What possess people to take a movie – even a hit movie – and transform it into a Musical? Imagine the conversation – “Well, we made millions on the movie – surely people will pay big bucks to see the same story with some dumb music added, right?” Aren’t they a bit embarrassed? Particularly if the ‘Musical’ flops?
I’m guessing that the lure of more money is simply irresistable and drowns out the voice of common sense.
Of course – I paid to see the both musicals. So what does that make me? Dumb and Dumber?
But having promised honest reviews – here goes.
The 2 ‘Musicals’ in question were Young Frankenstein – The ‘Musical’, and Shrek – The ‘Musical’. Both movies should be pretty familiar to all my readers – but if you don’t know the stories – or haven’t seen either lately – I suggest watching them again before reading further. They are both outstanding movies – fast paced and extremely funny. ‘Walk This Way’, ‘Roll in the Hay’, and ‘Put the Candle Back’ – even without the accents – always make me smile. And I can’t think of Donkey without getting a giggle started.
So I was pretty up to see these performances. Young Frank was put on at the Ogunquit Playhouse, a professional summer theatre house in Maine that takes it’s self very seriously, even while doing musicals like ‘Guys and Dolls’ or ‘The Music Man’. They hire professional actors, the sets are well-built, the performers properly miked for sound, the hall is air-conditioned, and the price is high without being silly – it is ‘Summer Stock’ after all.
Shrek on the other hand was produced by the Arundel Barn Playhouse – also ‘professional’, but on the – first job – level. The sets were simpler than those at the Ogunquit Playhouse, but still complex – the Dragon was a seriously top-notch piece of stage craft, but the performers weren’t miked, the theatre isn’t air-conditioned, and the seats appear to be recycled from a theatre in the 1930s – hard and a bit uncomfortable. But they weren’t afraid to charge – Tickets for adults were $40 each – pricy for basically university graduates.
So for comfort, production values, and performer quality – the Ogunquit is the clear winner.
Unfortunately – Young Frank is the decidedly poorer musical. What Mel Brooks did was to take the movie – leave in all the gags, including Frau Blucher – cue horses, and add very forgettable music. The highlight was easily ‘Putting on the Ritz’ – which they seriously expanded into a complete performance number which including having the Monster climb out of a cake. Another musical number, this one at least written for the musical and not too bad – was the rather adorable piece called ‘Join the Family Business’ which featured multiple doctors and nurses trying to convince Young Frankenstein to – well – join the family business. It ends with him crying ‘Destiny, Destiny’ of course. But all in all – the music is completely forgettable, you won’t remember a single tune after you leave, and there’s quite a bit of over-the-top sexually specific slapstick that I found frankly embarrassing. I didn’t poll my seat mates, but listening in to conversations as we left make me think that my family wasn’t alone in thinking that we’d been hood-winked into paying a lot of money to see a movie that we could get cheap on net flicks.

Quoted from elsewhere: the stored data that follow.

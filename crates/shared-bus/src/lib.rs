//! # Shared Bus - Channel Event Bus
//!
//! In-memory broadcast bus that carries the events a peer's deliver service
//! produces to every registration made on a channel event hub.
//!
//! ## Fan-out
//!
//! ```text
//! ┌──────────────┐                    ┌──────────────┐
//! │ Event Source │                    │ Registration │
//! │ (deliver)    │    publish()       │   stream     │
//! │              │ ──────┐            │              │
//! └──────────────┘       │            └──────────────┘
//!                        ▼                    ↑
//!                  ┌──────────────┐          │
//!                  │  Event Bus   │          │
//!                  │              │ ─────────┘
//!                  └──────────────┘  subscribe(filter)
//! ```
//!
//! ## Delivery
//!
//! - Best effort: a subscriber that falls more than the channel capacity
//!   behind loses the oldest events.
//! - A subscription only sees events published after it was created.
//! - `Disconnected` lifecycle events reach every subscriber regardless of
//!   its filter.

pub mod events;
pub mod publisher;
pub mod subscriber;

pub use events::{ChannelEvent, EventFilter, EventTopic};
pub use publisher::{BusStats, ChannelEventBus, EventPublisher};
pub use subscriber::{EventStream, Subscription, SubscriptionError};

/// Events buffered per subscription before the oldest are dropped. A block
/// of `n` transactions publishes up to `2n + 1` events.
pub const DEFAULT_CHANNEL_CAPACITY: usize = 4096;
//! Application layer: bootstrap and context handles.

pub mod context;
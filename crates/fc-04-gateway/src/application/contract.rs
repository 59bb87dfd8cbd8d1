//! # Contract
//!
//! Chaincode-level calls on a network: evaluate, submit, single-use
//! transactions, and contract event listeners.

use crate::application::network::Network;
use crate::domain::errors::GatewayError;
use fc_02_submission::{SubmitOutcome, TransactionSubmissionApi};
use fc_03_event_hub::{ChannelEvent, ChannelEventHub, EventRegistration, RegistrationId};
use shared_types::{ChaincodeEvent, ChaincodeId, ChaincodeInvocation, TransactionId};
use std::sync::Arc;
use tracing::debug;

#[derive(Clone)]
pub struct Contract {
    network: Network,
    chaincode_id: ChaincodeId,
}

impl Contract {
    pub(crate) fn new(network: Network, chaincode_id: ChaincodeId) -> Self {
        Self {
            network,
            chaincode_id,
        }
    }

    #[must_use]
    pub fn chaincode_id(&self) -> &ChaincodeId {
        &self.chaincode_id
    }

    #[must_use]
    pub fn network(&self) -> &Network {
        &self.network
    }

    fn invocation(&self, name: &str, args: &[&str]) -> ChaincodeInvocation {
        ChaincodeInvocation::new(self.chaincode_id.clone(), name).string_args(args)
    }

    /// Run `name` on one query peer and return its response payload.
    /// Nothing is ordered.
    pub async fn evaluate_transaction(
        &self,
        name: &str,
        args: &[&str],
    ) -> Result<Vec<u8>, GatewayError> {
        let payload = self
            .network
            .submitter()
            .evaluate_transaction(self.network.query_targets(), self.invocation(name, args))
            .await?;
        Ok(payload)
    }

    /// Endorse, order and (per the gateway's commit strategy) await `name`.
    /// Returns the chaincode response payload.
    pub async fn submit_transaction(
        &self,
        name: &str,
        args: &[&str],
    ) -> Result<Vec<u8>, GatewayError> {
        let mut tx = self.create_transaction(name);
        tx.submit(args).await
    }

    /// A single-use handle whose transaction id can be read after submit.
    #[must_use]
    pub fn create_transaction(&self, name: &str) -> Transaction {
        Transaction {
            contract: self.clone(),
            name: name.to_string(),
            submitted: None,
            outcome: None,
        }
    }

    /// Listen for chaincode events of this contract named `event_name`.
    pub async fn add_contract_listener(
        &self,
        event_name: &str,
    ) -> Result<ContractListener, GatewayError> {
        let hub = self.network.event_hub().await?;
        let registration = hub.register_chaincode_event(&self.chaincode_id, event_name);
        debug!(
            chaincode = %self.chaincode_id,
            event = event_name,
            registration = %registration.id,
            "Contract listener added"
        );
        Ok(ContractListener { hub, registration })
    }
}

/// A named transaction that may be submitted once.
pub struct Transaction {
    contract: Contract,
    name: String,
    submitted: Option<TransactionId>,
    outcome: Option<SubmitOutcome>,
}

impl Transaction {
    #[must_use]
    pub fn name(&self) -> &str {
        &self.name
    }

    /// Id bound by the proposal. `None` until `submit` got that far.
    #[must_use]
    pub fn transaction_id(&self) -> Option<&TransactionId> {
        self.submitted.as_ref()
    }

    /// Outcome of a successful submit.
    #[must_use]
    pub fn outcome(&self) -> Option<&SubmitOutcome> {
        self.outcome.as_ref()
    }

    pub async fn submit(&mut self, args: &[&str]) -> Result<Vec<u8>, GatewayError> {
        if let Some(tx_id) = &self.submitted {
            return Err(GatewayError::AlreadySubmitted {
                name: self.name.clone(),
                tx_id: tx_id.to_string(),
            });
        }

        let network = &self.contract.network;
        let submitter = network.submitter();
        let config = submitter.config();
        let invocation = self.contract.invocation(&self.name, args);

        let endorsed = match submitter
            .propose(network.endorsement_targets().to_vec(), invocation, &config.policy)
            .await
        {
            Ok(endorsed) => endorsed,
            Err(e) => {
                self.submitted = e.tx_id().cloned();
                return Err(e.into());
            }
        };
        self.submitted = Some(endorsed.tx_id().clone());

        let outcome = submitter.order(endorsed, config.commit_wait()).await?;
        let result = outcome.result.clone();
        self.outcome = Some(outcome);
        Ok(result)
    }

    /// Evaluate on a query peer. Does not consume the transaction.
    pub async fn evaluate(&self, args: &[&str]) -> Result<Vec<u8>, GatewayError> {
        self.contract.evaluate_transaction(&self.name, args).await
    }
}

/// A chaincode event with the block that committed it.
#[derive(Debug, Clone, PartialEq, Eq)]
pub struct ContractEvent {
    pub block_number: u64,
    pub event: ChaincodeEvent,
}

impl ContractEvent {
    #[must_use]
    pub fn payload_lossy(&self) -> String {
        self.event.payload_lossy()
    }
}

pub struct ContractListener {
    hub: Arc<ChannelEventHub>,
    registration: EventRegistration,
}

impl ContractListener {
    #[must_use]
    pub fn id(&self) -> RegistrationId {
        self.registration.id
    }

    /// Next matching event. `None` once removed or after a reported
    /// disconnect.
    pub async fn next(&mut self) -> Option<Result<ContractEvent, GatewayError>> {
        loop {
            match self.registration.stream.recv().await? {
                Ok(ChannelEvent::Chaincode {
                    block_number,
                    event,
                    ..
                }) => {
                    return Some(Ok(ContractEvent {
                        block_number,
                        event,
                    }))
                }
                Ok(_) => continue,
                Err(e) => return Some(Err(e.into())),
            }
        }
    }

    /// Stop listening. False if the hub had already dropped it.
    pub fn remove(self) -> bool {
        self.hub.unregister(&self.registration.id)
    }
}

#[cfg(test)]
mod tests {
    use super::*;
    use crate::application::gateway::tests::gateway;
    use crate::domain::options::CommitStrategy;
    use fc_02_submission::SubmitError;
    use std::time::Duration;
    use tokio::time::timeout;

    #[tokio::test]
    async fn test_submit_waits_for_commit() {
        let (loopback, gateway) = gateway(CommitStrategy::AnyPeer { timeout_ms: 2_000 }).await;
        let contract = gateway.network("oem-channel").await.unwrap().contract("oemcc");

        let mut tx = contract.create_transaction("NewAsset");
        assert!(tx.transaction_id().is_none());
        let result = tx.submit(&["Req-1", "{}", "text"]).await.unwrap();

        assert_eq!(result, b"NewAsset".to_vec());
        let outcome = tx.outcome().unwrap();
        assert_eq!(Some(&outcome.tx_id), tx.transaction_id());
        assert!(outcome.commit.is_some());
        assert_eq!(loopback.envelopes.lock().len(), 1);
    }

    #[tokio::test]
    async fn test_transaction_is_single_use() {
        let (loopback, gateway) = gateway(CommitStrategy::None).await;
        let contract = gateway.network("oem-channel").await.unwrap().contract("oemcc");

        let mut tx = contract.create_transaction("NewAsset");
        tx.submit(&["Req-1"]).await.unwrap();
        let err = tx.submit(&["Req-1"]).await.unwrap_err();
        assert!(matches!(err, GatewayError::AlreadySubmitted { .. }));
        assert_eq!(loopback.envelopes.lock().len(), 1);
    }

    #[tokio::test]
    async fn test_evaluate_uses_one_peer_and_orders_nothing() {
        let (loopback, gateway) = gateway(CommitStrategy::None).await;
        let contract = gateway.network("oem-channel").await.unwrap().contract("oemcc");

        let result = contract.evaluate_transaction("GetAsset", &["Req-1"]).await.unwrap();
        assert_eq!(result, b"GetAsset".to_vec());
        assert_eq!(loopback.proposals.lock().last().unwrap().len(), 1);
        assert!(loopback.envelopes.lock().is_empty());
    }

    #[tokio::test]
    async fn test_submit_proposes_to_every_endorser() {
        let (loopback, gateway) = gateway(CommitStrategy::None).await;
        let contract = gateway.network("oem-channel").await.unwrap().contract("oemcc");
        contract.submit_transaction("NewAsset", &["Req-1"]).await.unwrap();
        assert_eq!(loopback.proposals.lock()[0].len(), 2);
    }

    #[tokio::test]
    async fn test_contract_listener_sees_named_events() {
        let (_, gateway) = gateway(CommitStrategy::None).await;
        let contract = gateway.network("oem-channel").await.unwrap().contract("oemcc");
        let mut listener = contract.add_contract_listener("newAsset").await.unwrap();

        contract.submit_transaction("ReadAsset", &["Req-0"]).await.unwrap();
        contract.submit_transaction("newAsset", &["Req-1"]).await.unwrap();

        let event = timeout(Duration::from_secs(2), listener.next())
            .await
            .unwrap()
            .unwrap()
            .unwrap();
        assert_eq!(event.event.event_name, "newAsset");
        assert_eq!(event.payload_lossy(), "Req-1");
        assert!(listener.remove());
    }

    #[tokio::test]
    async fn test_removed_listener_ends() {
        let (_, gateway) = gateway(CommitStrategy::None).await;
        let contract = gateway.network("oem-channel").await.unwrap().contract("oemcc");
        let listener = contract.add_contract_listener("newAsset").await.unwrap();
        let hub = contract.network().event_hub().await.unwrap();
        let id = listener.id();
        assert!(listener.remove());
        assert!(!hub.unregister(&id));
    }

    #[tokio::test]
    async fn test_propose_failure_is_endorsement_kind() {
        let (_, gateway) = gateway(CommitStrategy::None).await;
        let network = gateway.network("oem-channel").await.unwrap();
        let err = network
            .submitter()
            .submit_transaction(vec![], ChaincodeInvocation::new("oemcc", "NewAsset"), Default::default())
            .await
            .unwrap_err();
        assert_eq!(err, SubmitError::NoTargets);
        assert_eq!(GatewayError::from(err).exit_code(), 5);
    }
}
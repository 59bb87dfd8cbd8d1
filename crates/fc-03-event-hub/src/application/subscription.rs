//! # Event Subscription
//!
//! The handle a registration yields. It ends in one of three ways:
//!
//! - unregistered: the next read returns `None`, buffered events are discarded;
//! - hub disconnected: one `Err(EventHubError::Disconnected)`, then `None`;
//! - hub dropped: `None` once the bus closes.

use crate::domain::errors::EventHubError;
use shared_bus::{ChannelEvent, EventStream, Subscription, SubscriptionError};
use shared_types::PeerName;
use std::future::Future;
use std::pin::Pin;
use std::task::{ready, Context, Poll};
use tokio::sync::oneshot;
use tokio_stream::Stream;

/// Item type of every subscription.
pub type EventResult = Result<ChannelEvent, EventHubError>;

/// Explicit unregister versus the hub forgetting the registration.
struct CancelSignal {
    receiver: oneshot::Receiver<()>,
    armed: bool,
}

impl CancelSignal {
    fn new(receiver: oneshot::Receiver<()>) -> Self {
        Self {
            receiver,
            armed: true,
        }
    }

    /// True once `unregister` fired. A dropped sender disarms the signal and
    /// leaves the subscription to end through the bus.
    fn poll_cancelled(&mut self, cx: &mut Context<'_>) -> bool {
        if !self.armed {
            return false;
        }
        match Pin::new(&mut self.receiver).poll(cx) {
            Poll::Ready(Ok(())) => true,
            Poll::Ready(Err(_)) => {
                self.armed = false;
                false
            }
            Poll::Pending => false,
        }
    }

    fn try_cancelled(&mut self) -> bool {
        if !self.armed {
            return false;
        }
        match self.receiver.try_recv() {
            Ok(()) => true,
            Err(oneshot::error::TryRecvError::Empty) => false,
            Err(oneshot::error::TryRecvError::Closed) => {
                self.armed = false;
                false
            }
        }
    }
}

fn settle(peer: &PeerName, finished: &mut bool, event: Option<ChannelEvent>) -> Option<EventResult> {
    match event {
        None => {
            *finished = true;
            None
        }
        Some(ChannelEvent::Disconnected { reason, .. }) => {
            *finished = true;
            Some(Err(EventHubError::Disconnected {
                peer: peer.clone(),
                reason,
            }))
        }
        Some(event) => Some(Ok(event)),
    }
}

/// Events matching one registration.
pub struct EventSubscription {
    peer: PeerName,
    inner: Subscription,
    cancel: CancelSignal,
    finished: bool,
}

impl EventSubscription {
    pub(crate) fn new(peer: PeerName, inner: Subscription, cancel: oneshot::Receiver<()>) -> Self {
        Self {
            peer,
            inner,
            cancel: CancelSignal::new(cancel),
            finished: false,
        }
    }

    /// Peer whose hub produced this subscription.
    #[must_use]
    pub fn peer(&self) -> &PeerName {
        &self.peer
    }

    /// Next matching event; `None` once the subscription has ended.
    pub async fn recv(&mut self) -> Option<EventResult> {
        if self.finished {
            return None;
        }

        let cancel = &mut self.cancel;
        let next = tokio::select! {
            biased;
            () = std::future::poll_fn(|cx| {
                if cancel.poll_cancelled(cx) {
                    Poll::Ready(())
                } else {
                    Poll::Pending
                }
            }) => None,
            event = self.inner.recv() => Some(event),
        };

        match next {
            None => {
                self.finished = true;
                None
            }
            Some(event) => settle(&self.peer, &mut self.finished, event),
        }
    }

    /// Next buffered event without waiting. `Ok(None)` means nothing is
    /// buffered yet.
    pub fn try_recv(&mut self) -> Result<Option<ChannelEvent>, EventHubError> {
        if self.finished {
            return Err(EventHubError::SubscriptionClosed);
        }
        if self.cancel.try_cancelled() {
            self.finished = true;
            return Err(EventHubError::SubscriptionClosed);
        }
        match self.inner.try_recv() {
            Ok(None) => Ok(None),
            Ok(Some(event)) => settle(&self.peer, &mut self.finished, Some(event)).transpose(),
            Err(SubscriptionError::Closed) => {
                self.finished = true;
                Err(EventHubError::SubscriptionClosed)
            }
        }
    }

    /// Convert into a `Stream` with the same ending rules.
    #[must_use]
    pub fn into_stream(self) -> RegistrationStream {
        RegistrationStream {
            peer: self.peer,
            inner: self.inner.into_stream(),
            cancel: self.cancel,
            finished: self.finished,
        }
    }
}

/// Stream form of an [`EventSubscription`].
pub struct RegistrationStream {
    peer: PeerName,
    inner: EventStream,
    cancel: CancelSignal,
    finished: bool,
}

impl Stream for RegistrationStream {
    type Item = EventResult;

    fn poll_next(self: Pin<&mut Self>, cx: &mut Context<'_>) -> Poll<Option<Self::Item>> {
        let this = self.get_mut();
        if this.finished {
            return Poll::Ready(None);
        }
        if this.cancel.poll_cancelled(cx) {
            this.finished = true;
            return Poll::Ready(None);
        }
        let event = ready!(Pin::new(&mut this.inner).poll_next(cx));
        Poll::Ready(settle(&this.peer, &mut this.finished, event))
    }
}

Shrek – The Musical was very different. In this case – a lot of effort had gone into making the story more interesting through the use of the musical numbers. ‘I know it’s Today’ tells the history of Princess Fiona – growing up unloved in her castle tower, while ‘Freak Flag’ encourages Sherk to be proud of who and what he is. My personal favorite was ‘What’s Up Duloc?’, which starts with the song from the movie – and segways into a marvelous explanation of just how bad a ruler Lord Farquaad has turned out to be. Another charmer is the contest song between Sherk and Fiona – both determined that their lives have been the hardest – and summarized for the audience in ‘I think I Got You Beat’. And having Lord Farquaad placed by a very tall and thin young man on his knees, but wearing short ‘legs’ was a delightful visual treat.
But Shrek, for all the lovely music, had issues too, mostly related to the production. By far the worst problem could have been solved by giving Shrek a mike. He was impossible to hear – and hard to understand if you could hear him. And we were in the third row. He was not alone in the ‘I can’t hear you’ department either. The gal that sang the Dragon had to stand at the back of the stage because of her ‘costume’ – and her voice seemed to go up into the fly – not out into the audience. Bummer that – from what we could hear, she had a fabulous set of pipes. Arundel Playhouse – invest in mikes for the performers. Please?
So – two should have been good but weren’t – theatre performances. I’ll go back to the Oqunquit Playhouse next summer – hoping for a better pick of productions – but I’m not keen to try the Arundel Barn Playhouse again. Uncomfortable seats and inaudible performers just ruins even the best musical.
Oh well – if you never go, you never know!